Edward Snowden is now the talk of the town — and the world. His story on the NSA’s PRISM spying system has given exposure to a story that NSA expert James Bamford had exposed in 2008, but which no one in the mainstream media bothered to promote.
Snowden went to the Washington Post first, but when the Post waffled, he dropped them and went to Glenn Greenwald, a pro-civil rights lawyer who lives in Brazil and writes for The Guardian, a British newspaper/website. Greenwald wrote up the story as Snowden gave it to him, thereby scooping the world. He gets 100% credit, as does The Guardian. The Washington Post gets also-ran status.
These days, a leaker with a story can get his story out his way. There is always a journalist somewhere who will run it. If it’s in a major publication, which The Guardian is, the story will get coverage.
A leaker no longer has to do it anyone else’s way. He can do it his way.
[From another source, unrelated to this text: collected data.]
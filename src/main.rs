use clap::{Parser, Subcommand};
use color_eyre::{eyre::eyre, Result};
use serde_json::Value;
use std::path::PathBuf;
use tracing_appender::non_blocking::WorkerGuard;
use tracing_subscriber::{fmt, prelude::*, EnvFilter};

use netquery::config::{Config, StorageBackend};
use netquery::{
  Method, MutationOptions, MutationOverrides, Provider, QueryOptions, Refetch, SqliteStorage,
  VariableValue, Variables,
};

#[derive(Parser, Debug)]
#[command(name = "netquery")]
#[command(about = "Query and mutate JSON endpoints through a persistent cache")]
#[command(version)]
struct Args {
  /// Path to config file (default: $XDG_CONFIG_HOME/netquery/config.yaml)
  #[arg(short, long)]
  config: Option<PathBuf>,

  /// Base url, overrides the config file
  #[arg(short, long)]
  base_url: Option<String>,

  /// Enable debug logging
  #[arg(short, long)]
  debug: bool,

  #[command(subcommand)]
  command: Command,
}

#[derive(Subcommand, Debug)]
enum Command {
  /// Fetch an endpoint, printing the persisted copy first if there is one
  Get {
    endpoint: String,

    /// Template variable, as name=value
    #[arg(short = 'v', long = "var", value_parser = parse_variable)]
    variables: Vec<(String, VariableValue)>,

    /// Only print the persisted copy, don't contact the server
    #[arg(long)]
    offline: bool,
  },

  /// Send a mutation
  Send {
    endpoint: String,

    #[arg(short, long, default_value = "post")]
    method: Method,

    /// JSON request body
    #[arg(long)]
    body: Option<String>,

    /// Template variable, as name=value
    #[arg(short = 'v', long = "var", value_parser = parse_variable)]
    variables: Vec<(String, VariableValue)>,

    /// Endpoint to refetch afterwards, may be repeated
    #[arg(short, long)]
    refetch: Vec<String>,
  },

  /// Remove every persisted record in the configured namespace
  Purge,

  /// List persisted records
  Storage,
}

fn parse_variable(raw: &str) -> std::result::Result<(String, VariableValue), String> {
  let (name, value) = raw
    .split_once('=')
    .ok_or_else(|| format!("expected name=value, got '{}'", raw))?;
  let value = match value.parse::<i64>() {
    Ok(n) => VariableValue::from(n),
    Err(_) => VariableValue::from(value),
  };
  Ok((name.trim().to_string(), value))
}

/// Initialize logging.
///
/// Filter comes from `--debug`, then RUST_LOG, then defaults to info. Logs
/// go to the configured file if there is one, stderr otherwise.
fn init_tracing(config: &Config, debug: bool) -> Result<Option<WorkerGuard>> {
  let filter = if debug {
    EnvFilter::new("netquery=debug")
  } else {
    EnvFilter::try_from_default_env().unwrap_or_else(|_| EnvFilter::new("netquery=info"))
  };

  match &config.log.file {
    Some(path) => {
      let dir = path
        .parent()
        .filter(|p| !p.as_os_str().is_empty())
        .unwrap_or_else(|| std::path::Path::new("."));
      let file_name = path
        .file_name()
        .ok_or_else(|| eyre!("Invalid log file path: {}", path.display()))?;
      std::fs::create_dir_all(dir)
        .map_err(|e| eyre!("Failed to create log directory {}: {}", dir.display(), e))?;

      let (writer, guard) = tracing_appender::non_blocking(tracing_appender::rolling::never(dir, file_name));
      tracing_subscriber::registry()
        .with(filter)
        .with(fmt::layer().with_writer(writer).with_ansi(false))
        .init();
      Ok(Some(guard))
    }
    None => {
      tracing_subscriber::registry()
        .with(filter)
        .with(fmt::layer().with_writer(std::io::stderr).with_target(false))
        .init();
      Ok(None)
    }
  }
}

fn print_json(value: &Value) -> Result<()> {
  let text = serde_json::to_string_pretty(value).map_err(|e| eyre!("Failed to format response: {}", e))?;
  println!("{}", text);
  Ok(())
}

fn to_variables(pairs: Vec<(String, VariableValue)>) -> Variables {
  pairs.into_iter().collect()
}

async fn get(provider: &Provider, endpoint: &str, variables: Variables, offline: bool) -> Result<()> {
  let query = provider.query(endpoint, QueryOptions::default().variables(variables))?;

  let stale = match (query.data(), provider.storage()) {
    (Some(data), _) => Some(data),
    (None, Some(storage)) => storage.read(provider.namespace(), query.key()).await,
    (None, None) => None,
  };
  if let Some(data) = &stale {
    eprintln!("# persisted");
    print_json(data)?;
  }
  if offline {
    return match stale {
      Some(_) => Ok(()),
      None => Err(eyre!("Nothing persisted for {}", query.key())),
    };
  }

  let result = query.fetch().await;
  if let Some(error) = result.error {
    return Err(eyre!("Failed to fetch {}: {}", query.url(), error));
  }
  if stale.is_some() {
    eprintln!("# fresh");
  }
  print_json(&result.data.unwrap_or(Value::Null))
}

async fn send(
  provider: &Provider,
  endpoint: String,
  method: Method,
  body: Option<String>,
  variables: Variables,
  refetch: Vec<String>,
) -> Result<()> {
  let body = body
    .map(|raw| serde_json::from_str::<Value>(&raw))
    .transpose()
    .map_err(|e| eyre!("Failed to parse request body: {}", e))?;

  let refetch = if refetch.is_empty() {
    Refetch::None
  } else {
    Refetch::Endpoints(refetch)
  };
  let mutation = provider.mutation(
    MutationOptions::new(endpoint)
      .method(method)
      .variables(variables)
      .refetch(refetch),
  );

  let overrides = body.map(|body| MutationOverrides::default().body(body));
  match mutation.mutate(overrides).await? {
    Some(data) => print_json(&data),
    None => match mutation.error() {
      Some(error) => Err(eyre!("Mutation failed: {}", error)),
      None => Err(eyre!("Mutation failed")),
    },
  }
}

fn list_storage(config: &Config) -> Result<()> {
  if config.storage.backend != StorageBackend::Sqlite {
    println!("Storage backend {:?} keeps nothing between runs", config.storage.backend);
    return Ok(());
  }

  let storage = match &config.storage.path {
    Some(path) => SqliteStorage::open_at(path)?,
    None => SqliteStorage::open()?,
  };

  let records = storage.records()?;
  if records.is_empty() {
    println!("No persisted records");
    return Ok(());
  }
  for record in records {
    println!(
      "{}  {:>8}  {}",
      record.updated_at.format("%Y-%m-%d %H:%M:%S"),
      record.size,
      record.key
    );
  }
  Ok(())
}

#[tokio::main]
async fn main() -> Result<()> {
  color_eyre::install()?;

  let args = Args::parse();

  // Load configuration
  let config = Config::load(args.config.as_deref())?;

  // Override base url if specified on command line
  let config = if let Some(base_url) = args.base_url {
    Config {
      base_url: Some(base_url),
      ..config
    }
  } else {
    config
  };

  let _guard = init_tracing(&config, args.debug)?;
  tracing::debug!(?config, "Loaded configuration");

  match args.command {
    Command::Get {
      endpoint,
      variables,
      offline,
    } => {
      let provider = Provider::from_config(&config).await?;
      get(&provider, &endpoint, to_variables(variables), offline).await
    }
    Command::Send {
      endpoint,
      method,
      body,
      variables,
      refetch,
    } => {
      let provider = Provider::from_config(&config).await?;
      send(&provider, endpoint, method, body, to_variables(variables), refetch).await
    }
    Command::Purge => {
      let provider = Provider::from_config(&config).await?;
      let removed = provider.purge_persistent_storage().await;
      println!("Removed {} records", removed);
      Ok(())
    }
    Command::Storage => list_storage(&config),
  }
}
//! SQLite-backed key/value storage.

use chrono::{DateTime, Utc};
use color_eyre::{eyre::eyre, Result};
use rusqlite::{params, Connection, OptionalExtension};
use std::path::{Path, PathBuf};
use std::sync::{Mutex, MutexGuard};

use super::traits::PersistentStorage;

/// Metadata about one persisted record.
#[derive(Debug, Clone)]
pub struct StoredRecord {
  pub key: String,
  /// Size of the serialized value in bytes
  pub size: usize,
  /// When the record was last written
  pub updated_at: DateTime<Utc>,
}

/// SQLite-based storage implementation.
pub struct SqliteStorage {
  conn: Mutex<Connection>,
}

impl SqliteStorage {
  /// Open the storage database at the default location.
  pub fn open() -> Result<Self> {
    Self::open_at(&Self::default_path()?)
  }

  /// Open (or create) the storage database at `path`.
  pub fn open_at(path: &Path) -> Result<Self> {
    // Ensure parent directory exists
    if let Some(parent) = path.parent() {
      std::fs::create_dir_all(parent)
        .map_err(|e| eyre!("Failed to create storage directory: {}", e))?;
    }

    let conn = Connection::open(path)
      .map_err(|e| eyre!("Failed to open storage database at {}: {}", path.display(), e))?;

    Self::with_connection(conn)
  }

  /// Open a private in-memory database.
  pub fn open_in_memory() -> Result<Self> {
    let conn = Connection::open_in_memory()
      .map_err(|e| eyre!("Failed to open in-memory storage: {}", e))?;
    Self::with_connection(conn)
  }

  fn with_connection(conn: Connection) -> Result<Self> {
    let storage = Self {
      conn: Mutex::new(conn),
    };
    storage.run_migrations()?;
    Ok(storage)
  }

  /// Get the default database path.
  pub fn default_path() -> Result<PathBuf> {
    let data_dir = dirs::data_dir()
      .or_else(|| dirs::home_dir().map(|p| p.join(".local/share")))
      .ok_or_else(|| eyre!("Could not determine data directory"))?;

    Ok(data_dir.join("netquery").join("storage.db"))
  }

  fn conn(&self) -> Result<MutexGuard<'_, Connection>> {
    self
      .conn
      .lock()
      .map_err(|e| eyre!("Lock poisoned: {}", e))
  }

  fn run_migrations(&self) -> Result<()> {
    self
      .conn()?
      .execute_batch(STORAGE_SCHEMA)
      .map_err(|e| eyre!("Failed to run storage migrations: {}", e))?;

    Ok(())
  }

  /// List every record, most recently written first.
  pub fn records(&self) -> Result<Vec<StoredRecord>> {
    let conn = self.conn()?;
    let mut stmt = conn
      .prepare(
        "SELECT key, length(value), updated_at FROM kv_store
         ORDER BY updated_at DESC, key",
      )
      .map_err(|e| eyre!("Failed to prepare query: {}", e))?;

    let rows: Vec<(String, i64, String)> = stmt
      .query_map([], |row| Ok((row.get(0)?, row.get(1)?, row.get(2)?)))
      .map_err(|e| eyre!("Failed to list records: {}", e))?
      .filter_map(|r| r.ok())
      .collect();

    rows
      .into_iter()
      .map(|(key, size, updated_at)| {
        Ok(StoredRecord {
          key,
          size: usize::try_from(size).unwrap_or_default(),
          updated_at: parse_datetime(&updated_at)?,
        })
      })
      .collect()
  }
}

const STORAGE_SCHEMA: &str = r#"
CREATE TABLE IF NOT EXISTS kv_store (
    key TEXT PRIMARY KEY,
    value TEXT NOT NULL,
    updated_at TEXT NOT NULL DEFAULT (datetime('now'))
);
"#;

impl PersistentStorage for SqliteStorage {
  fn get_item(&self, key: &str) -> Result<Option<String>> {
    self
      .conn()?
      .query_row(
        "SELECT value FROM kv_store WHERE key = ?",
        params![key],
        |row| row.get(0),
      )
      .optional()
      .map_err(|e| eyre!("Failed to read '{}': {}", key, e))
  }

  fn set_item(&self, key: &str, value: &str) -> Result<()> {
    self
      .conn()?
      .execute(
        "INSERT OR REPLACE INTO kv_store (key, value, updated_at)
         VALUES (?, ?, datetime('now'))",
        params![key, value],
      )
      .map_err(|e| eyre!("Failed to write '{}': {}", key, e))?;

    Ok(())
  }

  fn remove_item(&self, key: &str) -> Result<()> {
    self
      .conn()?
      .execute("DELETE FROM kv_store WHERE key = ?", params![key])
      .map_err(|e| eyre!("Failed to remove '{}': {}", key, e))?;

    Ok(())
  }

  fn keys(&self) -> Result<Vec<String>> {
    let conn = self.conn()?;
    let mut stmt = conn
      .prepare("SELECT key FROM kv_store ORDER BY key")
      .map_err(|e| eyre!("Failed to prepare query: {}", e))?;

    let keys = stmt
      .query_map([], |row| row.get(0))
      .map_err(|e| eyre!("Failed to list keys: {}", e))?
      .filter_map(|r| r.ok())
      .collect();

    Ok(keys)
  }
}

/// Parse a datetime string from SQLite format.
fn parse_datetime(s: &str) -> Result<DateTime<Utc>> {
  // SQLite stores as "YYYY-MM-DD HH:MM:SS"
  chrono::NaiveDateTime::parse_from_str(s, "%Y-%m-%d %H:%M:%S")
    .map(|dt| dt.and_utc())
    .map_err(|e| eyre!("Failed to parse datetime '{}': {}", s, e))
}

#[cfg(test)]
mod tests {
  use super::*;
  use crate::storage::adapter::{get_sync, purge_namespace_sync, set_sync};
  use serde_json::json;

  #[test]
  fn test_set_get_remove() {
    let storage = SqliteStorage::open_in_memory().unwrap();
    assert_eq!(storage.get_item("a").unwrap(), None);

    storage.set_item("a", "1").unwrap();
    storage.set_item("a", "2").unwrap();
    assert_eq!(storage.get_item("a").unwrap(), Some("2".to_string()));

    storage.remove_item("a").unwrap();
    assert_eq!(storage.get_item("a").unwrap(), None);
  }

  #[test]
  fn test_records_have_timestamps() {
    let storage = SqliteStorage::open_in_memory().unwrap();
    set_sync(&storage, "ns:", "/todos", &json!([1, 2, 3]));

    let records = storage.records().unwrap();
    assert_eq!(records.len(), 1);
    assert_eq!(records[0].key, "ns:/todos");
    assert_eq!(records[0].size, "[1,2,3]".len());
    assert!(Utc::now() - records[0].updated_at < chrono::Duration::minutes(1));
  }

  #[test]
  fn test_survives_reopen() {
    let dir = std::env::temp_dir().join(format!("netquery-test-{}", std::process::id()));
    let path = dir.join("storage.db");

    {
      let storage = SqliteStorage::open_at(&path).unwrap();
      set_sync(&storage, "ns:", "/todos/1", &json!({"title": "write tests"}));
    }

    let reopened = SqliteStorage::open_at(&path).unwrap();
    assert_eq!(
      get_sync(&reopened, "ns:", "/todos/1"),
      Some(json!({"title": "write tests"}))
    );
    assert_eq!(purge_namespace_sync(&reopened, "ns:"), 1);

    drop(reopened);
    let _ = std::fs::remove_dir_all(dir);
  }

  #[test]
  fn test_parse_datetime() {
    let dt = parse_datetime("2024-03-01 12:30:00").unwrap();
    assert_eq!(dt.to_rfc3339(), "2024-03-01T12:30:00+00:00");
    assert!(parse_datetime("yesterday").is_err());
  }
}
This has put governments on the defensive. Because the Web acknowledges no borders, a story gets picked up and sent around irrespective of where it was published. The Guardian does not operate in the USA. It is not in the shadow of the U.S. government. It owes the U.S. government nothing. It is not dependent in any way on the U.S. government. So, the Administration’s spin-meisters have no leverage over The Guardian.
This is the age of the leakers. They can get their stories out to the public by doing an end run around their nation’s fearful mainstream media.
There are no more national gatekeepers. If a newspaper reporter wants a scoop, he will have to do it the leaker’s way — otherwise, he will be an also-ran.
It’s not 1974 any more. All the President’s Men was a good yarn — for 1974. Not today. Today, Woodward and Bernstein would be scooped by a dozen offshore media outlets.